START Task data
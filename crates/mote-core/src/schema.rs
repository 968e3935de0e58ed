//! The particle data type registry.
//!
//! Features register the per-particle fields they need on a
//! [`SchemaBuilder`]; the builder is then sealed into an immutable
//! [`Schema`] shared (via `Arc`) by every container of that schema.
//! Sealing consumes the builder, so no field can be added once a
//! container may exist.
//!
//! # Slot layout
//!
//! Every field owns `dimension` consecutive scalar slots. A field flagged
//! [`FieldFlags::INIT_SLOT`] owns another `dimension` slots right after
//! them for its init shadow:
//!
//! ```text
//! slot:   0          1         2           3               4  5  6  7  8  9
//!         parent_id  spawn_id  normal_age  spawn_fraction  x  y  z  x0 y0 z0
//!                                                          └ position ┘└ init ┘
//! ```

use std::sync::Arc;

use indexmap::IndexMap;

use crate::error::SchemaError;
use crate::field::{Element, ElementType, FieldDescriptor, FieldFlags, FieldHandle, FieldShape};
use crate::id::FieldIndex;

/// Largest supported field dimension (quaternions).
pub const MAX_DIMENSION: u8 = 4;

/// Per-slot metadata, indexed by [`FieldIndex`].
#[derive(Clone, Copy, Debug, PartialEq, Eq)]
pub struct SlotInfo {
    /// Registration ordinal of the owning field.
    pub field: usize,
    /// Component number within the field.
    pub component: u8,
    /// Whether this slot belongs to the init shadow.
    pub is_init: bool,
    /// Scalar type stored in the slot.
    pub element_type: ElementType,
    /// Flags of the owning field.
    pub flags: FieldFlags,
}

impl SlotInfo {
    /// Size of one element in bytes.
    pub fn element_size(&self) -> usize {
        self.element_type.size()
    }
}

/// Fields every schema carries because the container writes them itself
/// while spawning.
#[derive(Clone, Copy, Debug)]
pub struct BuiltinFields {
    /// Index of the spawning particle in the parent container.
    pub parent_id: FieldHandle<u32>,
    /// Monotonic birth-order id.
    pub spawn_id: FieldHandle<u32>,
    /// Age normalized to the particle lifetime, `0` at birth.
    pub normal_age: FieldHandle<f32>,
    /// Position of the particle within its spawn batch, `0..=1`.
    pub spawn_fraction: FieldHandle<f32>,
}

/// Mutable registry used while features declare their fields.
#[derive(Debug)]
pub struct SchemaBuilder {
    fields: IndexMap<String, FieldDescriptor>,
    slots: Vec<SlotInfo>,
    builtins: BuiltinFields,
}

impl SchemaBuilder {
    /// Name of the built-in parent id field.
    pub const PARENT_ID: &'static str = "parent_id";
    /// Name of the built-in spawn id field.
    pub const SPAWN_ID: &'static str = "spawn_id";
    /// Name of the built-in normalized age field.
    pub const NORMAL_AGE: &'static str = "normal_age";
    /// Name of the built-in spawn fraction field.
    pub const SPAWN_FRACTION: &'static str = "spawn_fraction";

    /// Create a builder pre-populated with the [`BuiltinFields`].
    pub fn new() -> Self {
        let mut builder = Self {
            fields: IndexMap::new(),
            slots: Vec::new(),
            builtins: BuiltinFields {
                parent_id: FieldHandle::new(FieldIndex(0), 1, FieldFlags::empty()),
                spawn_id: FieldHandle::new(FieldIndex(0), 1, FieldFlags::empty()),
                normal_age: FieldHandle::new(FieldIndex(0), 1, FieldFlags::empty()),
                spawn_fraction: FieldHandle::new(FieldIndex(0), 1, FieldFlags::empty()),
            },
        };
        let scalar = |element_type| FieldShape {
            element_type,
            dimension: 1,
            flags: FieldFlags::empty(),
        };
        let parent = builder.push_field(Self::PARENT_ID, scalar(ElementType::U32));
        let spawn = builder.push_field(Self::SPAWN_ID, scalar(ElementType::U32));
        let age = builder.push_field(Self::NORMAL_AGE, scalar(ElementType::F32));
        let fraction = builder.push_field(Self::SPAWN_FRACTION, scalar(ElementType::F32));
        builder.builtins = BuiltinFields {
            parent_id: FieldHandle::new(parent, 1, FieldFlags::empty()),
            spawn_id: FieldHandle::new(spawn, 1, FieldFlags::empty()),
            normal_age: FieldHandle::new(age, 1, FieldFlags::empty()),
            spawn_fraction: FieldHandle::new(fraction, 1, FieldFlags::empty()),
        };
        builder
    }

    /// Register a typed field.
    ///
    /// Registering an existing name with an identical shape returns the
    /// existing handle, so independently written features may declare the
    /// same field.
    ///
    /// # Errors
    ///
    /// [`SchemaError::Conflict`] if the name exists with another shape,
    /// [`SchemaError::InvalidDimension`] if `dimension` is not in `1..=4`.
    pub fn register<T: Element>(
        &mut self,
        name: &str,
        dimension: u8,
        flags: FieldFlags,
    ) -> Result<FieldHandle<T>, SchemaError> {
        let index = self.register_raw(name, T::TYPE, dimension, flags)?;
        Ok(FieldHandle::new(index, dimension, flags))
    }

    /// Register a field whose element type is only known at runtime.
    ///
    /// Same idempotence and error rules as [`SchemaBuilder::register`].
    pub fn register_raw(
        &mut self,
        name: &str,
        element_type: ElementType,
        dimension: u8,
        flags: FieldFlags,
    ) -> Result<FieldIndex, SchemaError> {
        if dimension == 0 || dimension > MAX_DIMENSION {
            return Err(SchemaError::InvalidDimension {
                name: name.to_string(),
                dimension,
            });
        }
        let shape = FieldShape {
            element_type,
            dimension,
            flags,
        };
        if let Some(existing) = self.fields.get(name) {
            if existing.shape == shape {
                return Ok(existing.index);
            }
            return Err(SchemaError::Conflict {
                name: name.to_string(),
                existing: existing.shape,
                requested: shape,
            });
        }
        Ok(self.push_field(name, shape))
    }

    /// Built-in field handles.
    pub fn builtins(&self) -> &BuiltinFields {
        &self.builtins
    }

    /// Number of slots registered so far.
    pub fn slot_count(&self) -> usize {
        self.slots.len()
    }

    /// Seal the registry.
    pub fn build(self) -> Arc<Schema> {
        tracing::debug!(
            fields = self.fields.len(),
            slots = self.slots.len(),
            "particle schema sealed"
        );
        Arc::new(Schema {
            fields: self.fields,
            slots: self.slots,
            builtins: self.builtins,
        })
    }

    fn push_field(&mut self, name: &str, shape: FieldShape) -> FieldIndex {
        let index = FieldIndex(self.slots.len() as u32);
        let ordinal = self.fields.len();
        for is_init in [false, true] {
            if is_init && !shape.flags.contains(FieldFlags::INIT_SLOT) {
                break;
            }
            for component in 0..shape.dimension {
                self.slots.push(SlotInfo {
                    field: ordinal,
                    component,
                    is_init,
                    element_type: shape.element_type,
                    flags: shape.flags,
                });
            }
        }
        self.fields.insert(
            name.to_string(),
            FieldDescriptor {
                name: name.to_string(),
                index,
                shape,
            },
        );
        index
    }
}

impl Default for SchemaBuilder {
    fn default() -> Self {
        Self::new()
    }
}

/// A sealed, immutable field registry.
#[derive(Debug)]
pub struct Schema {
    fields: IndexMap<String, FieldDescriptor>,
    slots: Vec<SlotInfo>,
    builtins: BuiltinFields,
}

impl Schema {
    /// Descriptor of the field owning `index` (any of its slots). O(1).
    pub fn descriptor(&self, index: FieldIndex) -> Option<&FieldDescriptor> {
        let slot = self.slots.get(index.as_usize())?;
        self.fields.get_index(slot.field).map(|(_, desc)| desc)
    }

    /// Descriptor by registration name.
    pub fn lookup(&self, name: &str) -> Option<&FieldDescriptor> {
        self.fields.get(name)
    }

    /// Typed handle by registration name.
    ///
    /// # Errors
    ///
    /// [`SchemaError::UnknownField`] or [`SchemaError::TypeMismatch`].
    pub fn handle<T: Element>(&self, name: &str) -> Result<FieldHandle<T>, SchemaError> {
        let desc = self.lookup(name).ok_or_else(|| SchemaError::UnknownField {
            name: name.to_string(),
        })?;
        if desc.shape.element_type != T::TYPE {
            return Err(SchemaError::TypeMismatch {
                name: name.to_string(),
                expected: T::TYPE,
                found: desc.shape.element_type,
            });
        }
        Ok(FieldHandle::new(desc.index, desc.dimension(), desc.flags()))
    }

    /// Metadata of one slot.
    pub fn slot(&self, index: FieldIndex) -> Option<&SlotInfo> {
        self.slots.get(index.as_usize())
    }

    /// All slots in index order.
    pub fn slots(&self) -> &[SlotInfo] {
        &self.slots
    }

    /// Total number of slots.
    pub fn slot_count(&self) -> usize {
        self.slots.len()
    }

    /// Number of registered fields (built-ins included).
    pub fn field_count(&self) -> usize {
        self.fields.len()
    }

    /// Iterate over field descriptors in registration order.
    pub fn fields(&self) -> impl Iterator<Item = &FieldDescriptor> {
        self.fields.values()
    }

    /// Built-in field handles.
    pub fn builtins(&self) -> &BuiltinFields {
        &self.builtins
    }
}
END Task data
### Your assignment
In how many lines of the records does the word "FieldIndex" appear? Give the number alone.

### Task result
11